Cela dit, ils s’avancent sur une voie antique. Bientôt Guillaume les aperçoit ; il appelle son père et lui dit :

— Voyez que de gens ! Que Jésus les maudisse ! Attaquons-les, frappons-les de nos lances et de nos épées, déchirons leur le ventre et la poitrine, et disputons nos corps et nos vies à ces Sarrasins qui ne nous aiment pas.

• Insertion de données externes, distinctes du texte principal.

//! File processing API for scripts
//!
//! This module ties the pieces together: read a script, tokenize it, run the annotation
//! pipeline, and render the result in one of the output formats:
//!
//! - `script`: the annotated script itself, ready for the engine
//! - `token-simple`: one `<kind>` tag per token, one source line per output line
//! - `token-json`: every token with all its fields
//! - `report-json`: the per-line [report](crate::adv::report)
//!
//! Output files are written through a temporary file in the destination directory and
//! only replace the target once complete, so a failed run never leaves a truncated script.

use crate::adv::config::AdvConfig;
use crate::adv::error::AdvError;
use crate::adv::lexer::{detokenize, tokenize};
use crate::adv::pipeline::PipelineExecutor;
use crate::adv::report::line_reports;
use crate::adv::script::Script;
use serde::Deserialize;
use std::fmt;
use std::fs;
use std::io::Write;
use std::path::Path;
use std::str::FromStr;
use tempfile::NamedTempFile;

/// Represents the output format
#[derive(Debug, Clone, Copy, PartialEq, Eq, Deserialize)]
#[serde(rename_all = "kebab-case")]
pub enum OutputFormat {
    Script,
    TokenSimple,
    TokenJson,
    ReportJson,
}

impl OutputFormat {
    /// Get all available output formats
    pub fn available() -> [OutputFormat; 4] {
        [
            OutputFormat::Script,
            OutputFormat::TokenSimple,
            OutputFormat::TokenJson,
            OutputFormat::ReportJson,
        ]
    }

    pub fn as_str(self) -> &'static str {
        match self {
            OutputFormat::Script => "script",
            OutputFormat::TokenSimple => "token-simple",
            OutputFormat::TokenJson => "token-json",
            OutputFormat::ReportJson => "report-json",
        }
    }
}

impl FromStr for OutputFormat {
    type Err = AdvError;

    fn from_str(s: &str) -> Result<Self, Self::Err> {
        OutputFormat::available()
            .into_iter()
            .find(|format| format.as_str() == s)
            .ok_or_else(|| AdvError::InvalidFormat(s.to_string()))
    }
}

impl fmt::Display for OutputFormat {
    fn fmt(&self, f: &mut fmt::Formatter<'_>) -> fmt::Result {
        f.write_str(self.as_str())
    }
}

/// Tokenize and annotate `source`, then render it in `format`.
pub fn process_source(
    source: &str,
    config: &AdvConfig,
    format: OutputFormat,
) -> Result<String, AdvError> {
    let mut script = tokenize(source);
    PipelineExecutor::new(config.render.clone()).execute(&mut script)?;
    format_script(&script, format)
}

/// Render an already annotated script.
pub fn format_script(script: &Script, format: OutputFormat) -> Result<String, AdvError> {
    match format {
        OutputFormat::Script => Ok(detokenize(script.tokens())),
        OutputFormat::TokenSimple => Ok(format_tokens_simple(script)),
        OutputFormat::TokenJson => Ok(serde_json::to_string_pretty(script.tokens())?),
        OutputFormat::ReportJson => Ok(serde_json::to_string_pretty(&line_reports(script))?),
    }
}

fn format_tokens_simple(script: &Script) -> String {
    let mut out = String::new();
    for token in script.tokens() {
        out.push_str(&token.to_string());
        if token.is_newline() {
            out.push('\n');
        }
    }
    out
}

/// Read a script from disk.
pub fn read_source(path: impl AsRef<Path>) -> Result<String, AdvError> {
    let path = path.as_ref();
    fs::read_to_string(path).map_err(|e| AdvError::io(path, e))
}

/// Process a script file and return the rendered output.
pub fn process_file(
    path: impl AsRef<Path>,
    config: &AdvConfig,
    format: OutputFormat,
) -> Result<String, AdvError> {
    let path = path.as_ref();
    let source = read_source(path)?;
    tracing::debug!(path = %path.display(), bytes = source.len(), "read script");
    process_source(&source, config, format)
}

/// Write `contents` to `path`, replacing it only once everything was written.
pub fn write_output(path: impl AsRef<Path>, contents: &str) -> Result<(), AdvError> {
    let path = path.as_ref();
    let dir = match path.parent() {
        Some(parent) if !parent.as_os_str().is_empty() => parent,
        _ => Path::new("."),
    };

    let mut file = NamedTempFile::new_in(dir).map_err(|e| AdvError::io(dir, e))?;
    file.write_all(contents.as_bytes())
        .map_err(|e| AdvError::io(file.path(), e))?;
    file.persist(path).map_err(|e| AdvError::io(path, e.error))?;
    Ok(())
}

/// Convert `input` into `output` using the configured output format.
pub fn convert_file(
    input: impl AsRef<Path>,
    output: impl AsRef<Path>,
    config: &AdvConfig,
) -> Result<(), AdvError> {
    let (input, output) = (input.as_ref(), output.as_ref());
    let rendered = process_file(input, config, config.output.format)?;
    write_output(output, &rendered)?;
    tracing::info!(
        input = %input.display(),
        output = %output.display(),
        format = %config.output.format,
        "converted script"
    );
    Ok(())
}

Et s’adressant à ses frères, il ajouta :

— Barons, ayez confiance en Dieu qui est tout-puissant. Ces païens sont furieux, parce que de ma lance j’ai blessé le roi Thibaut ; ils sont bien armés, et au premier rang il y a quatre-vingts enseignes, dix dragons et cinquante gonfanons ; mais par la foi que j’ai jurée au Roi de France ! je frapperai tellement parmi eux de ma bonne épée que Thibaut ne passera pas un jour de sa vie sans se plaindre.

Il fait sentir l’éperon à Baucent et brandit sa lance ; il en frappe un païen sur l’écu de Cologne et le perce de part et d’autre ; la forte maille du haubert est déchirée, le fer de la lance va se baigner dans le corps et l’homme tombe dans la plaine. Guillaume fait entendre le cri de guerre de Charlemagne : „Monjoie !” et à son exemple les guerriers français frappent admirablement.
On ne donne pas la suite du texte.